MATERIAL SUPPLIED below:
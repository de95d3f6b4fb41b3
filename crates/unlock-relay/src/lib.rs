//! Unlock relay - HTTP front for a DHRU-style unlock reseller API.
//!
//! The relay sits between storefront code and a reseller provider whose
//! HTTP contract varies per deployment. It:
//! - probes for a working endpoint, credential placement, and field names
//!   (and caches what it discovers),
//! - normalizes the provider's inconsistent response shapes,
//! - validates IMEIs/serial numbers before money is spent,
//! - caches the service catalog and keeps a local order log.

pub mod api;
pub mod config;
pub mod error;
pub mod validation;

pub use config::Config;
pub use error::RelayError;
//! Input validation for service ids and device identifiers.

use crate::error::RelayError;
use order_store::DeviceKind;

/// A validated IMEI or serial number.
#[derive(Debug, Clone, PartialEq, Eq)]
pub struct DeviceInput {
    pub kind: DeviceKind,
    pub value: String,
}

/// Trimmed input, `None` when empty.
pub fn normalize_input(value: &str) -> Option<String> {
    let trimmed = value.trim();
    if trimmed.is_empty() {
        None
    } else {
        Some(trimmed.to_string())
    }
}

/// Service ids are opaque provider strings; accept 3-60 chars after trim.
pub fn validate_service_id(value: &str) -> Result<String, RelayError> {
    let value = normalize_input(value).ok_or(RelayError::InvalidServiceId)?;
    if (3..=60).contains(&value.len()) {
        Ok(value)
    } else {
        Err(RelayError::InvalidServiceId)
    }
}

/// Order ids follow the same opaque-string rule as service ids.
pub fn validate_order_id(value: &str) -> Result<String, RelayError> {
    let value = normalize_input(value).ok_or(RelayError::InvalidOrderId)?;
    if (3..=60).contains(&value.len()) {
        Ok(value)
    } else {
        Err(RelayError::InvalidOrderId)
    }
}

/// Classify and validate a device identifier.
///
/// All-digit inputs are treated as IMEIs: 14-16 digits, with a Luhn check
/// when exactly 15 (the check digit only exists at that length). Anything
/// else is a serial number: 5-40 chars from `[A-Za-z0-9._-]`.
pub fn validate_device_input(value: &str) -> Result<DeviceInput, RelayError> {
    let value = normalize_input(value)
        .ok_or_else(|| RelayError::InvalidDevice("a device IMEI or serial number is required".into()))?;

    if value.chars().all(|c| c.is_ascii_digit()) {
        if !(14..=16).contains(&value.len()) {
            return Err(RelayError::InvalidDevice(
                "an IMEI must be 14 to 16 digits".into(),
            ));
        }
        if value.len() == 15 && !luhn_check(&value) {
            return Err(RelayError::InvalidDevice(
                "the IMEI failed its Luhn check".into(),
            ));
        }
        return Ok(DeviceInput {
            kind: DeviceKind::Imei,
            value,
        });
    }

    let charset_ok = value
        .chars()
        .all(|c| c.is_ascii_alphanumeric() || matches!(c, '-' | '_' | '.'));
    if charset_ok && (5..=40).contains(&value.len()) {
        return Ok(DeviceInput {
            kind: DeviceKind::Sn,
            value,
        });
    }

    Err(RelayError::InvalidDevice(
        "a serial number must be 5 to 40 characters from [A-Za-z0-9._-]".into(),
    ))
}

/// Luhn checksum over an all-digit string.
pub fn luhn_check(value: &str) -> bool {
    let mut sum = 0u32;
    let mut double = false;
    for c in value.chars().rev() {
        let mut digit = match c.to_digit(10) {
            Some(d) => d,
            None => return false,
        };
        if double {
            digit *= 2;
            if digit > 9 {
                digit -= 9;
            }
        }
        sum += digit;
        double = !double;
    }
    sum % 10 == 0
}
End of MATERIAL SUPPLIED.
Return every record, word for word.

repository de95d3f6b4fb41b3
filename crates/unlock-relay/src/lib.rs
//! Unlock relay - HTTP front for a DHRU-style unlock reseller API.
//!
//! The relay sits between storefront code and a reseller provider whose
//! HTTP contract varies per deployment. It:
//! - probes for a working endpoint, credential placement, and field names
//!   (and caches what it discovers),
//! - normalizes the provider's inconsistent response shapes,
//! - validates IMEIs/serial numbers before money is spent,
//! - caches the service catalog and keeps a local order log.

pub mod api;
pub mod config;
pub mod error;
pub mod validation;

pub use config::Config;
pub use error::RelayError;
//! Input validation for service ids and device identifiers.

use crate::error::RelayError;
use order_store::DeviceKind;

/// A validated IMEI or serial number.
#[derive(Debug, Clone, PartialEq, Eq)]
pub struct DeviceInput {
    pub kind: DeviceKind,
    pub value: String,
}

/// Trimmed input, `None` when empty.
pub fn normalize_input(value: &str) -> Option<String> {
    let trimmed = value.trim();
    if trimmed.is_empty() {
        None
    } else {
        Some(trimmed.to_string())
    }
}

/// Service ids are opaque provider strings; accept 3-60 chars after trim.
pub fn validate_service_id(value: &str) -> Result<String, RelayError> {
    let value = normalize_input(value).ok_or(RelayError::InvalidServiceId)?;
    if (3..=60).contains(&value.len()) {
        Ok(value)
    } else {
        Err(RelayError::InvalidServiceId)
    }
}

/// Order ids follow the same opaque-string rule as service ids.
pub fn validate_order_id(value: &str) -> Result<String, RelayError> {
    let value = normalize_input(value).ok_or(RelayError::InvalidOrderId)?;
    if (3..=60).contains(&value.len()) {
        Ok(value)
    } else {
        Err(RelayError::InvalidOrderId)
    }
}

/// Classify and validate a device identifier.
///
/// All-digit inputs are treated as IMEIs: 14-16 digits, with a Luhn check
/// when exactly 15 (the check digit only exists at that length). Anything
/// else is a serial number: 5-40 chars from `[A-Za-z0-9._-]`.
pub fn validate_device_input(value: &str) -> Result<DeviceInput, RelayError> {
    let value = normalize_input(value)
        .ok_or_else(|| RelayError::InvalidDevice("a device IMEI or serial number is required".into()))?;

    if value.chars().all(|c| c.is_ascii_digit()) {
        if !(14..=16).contains(&value.len()) {
            return Err(RelayError::InvalidDevice(
                "an IMEI must be 14 to 16 digits".into(),
            ));
        }
        if value.len() == 15 && !luhn_check(&value) {
            return Err(RelayError::InvalidDevice(
                "the IMEI failed its Luhn check".into(),
            ));
        }
        return Ok(DeviceInput {
            kind: DeviceKind::Imei,
            value,
        });
    }

    let charset_ok = value
        .chars()
        .all(|c| c.is_ascii_alphanumeric() || matches!(c, '-' | '_' | '.'));
    if charset_ok && (5..=40).contains(&value.len()) {
        return Ok(DeviceInput {
            kind: DeviceKind::Sn,
            value,
        });
    }

    Err(RelayError::InvalidDevice(
        "a serial number must be 5 to 40 characters from [A-Za-z0-9._-]".into(),
    ))
}

/// Luhn checksum over an all-digit string.
pub fn luhn_check(value: &str) -> bool {
    let mut sum = 0u32;
    let mut double = false;
    for c in value.chars().rev() {
        let mut digit = match c.to_digit(10) {
            Some(d) => d,
            None => return false,
        };
        if double {
            digit *= 2;
            if digit > 9 {
                digit -= 9;
            }
        }
        sum += digit;
        double = !double;
    }
    sum % 10 == 0
}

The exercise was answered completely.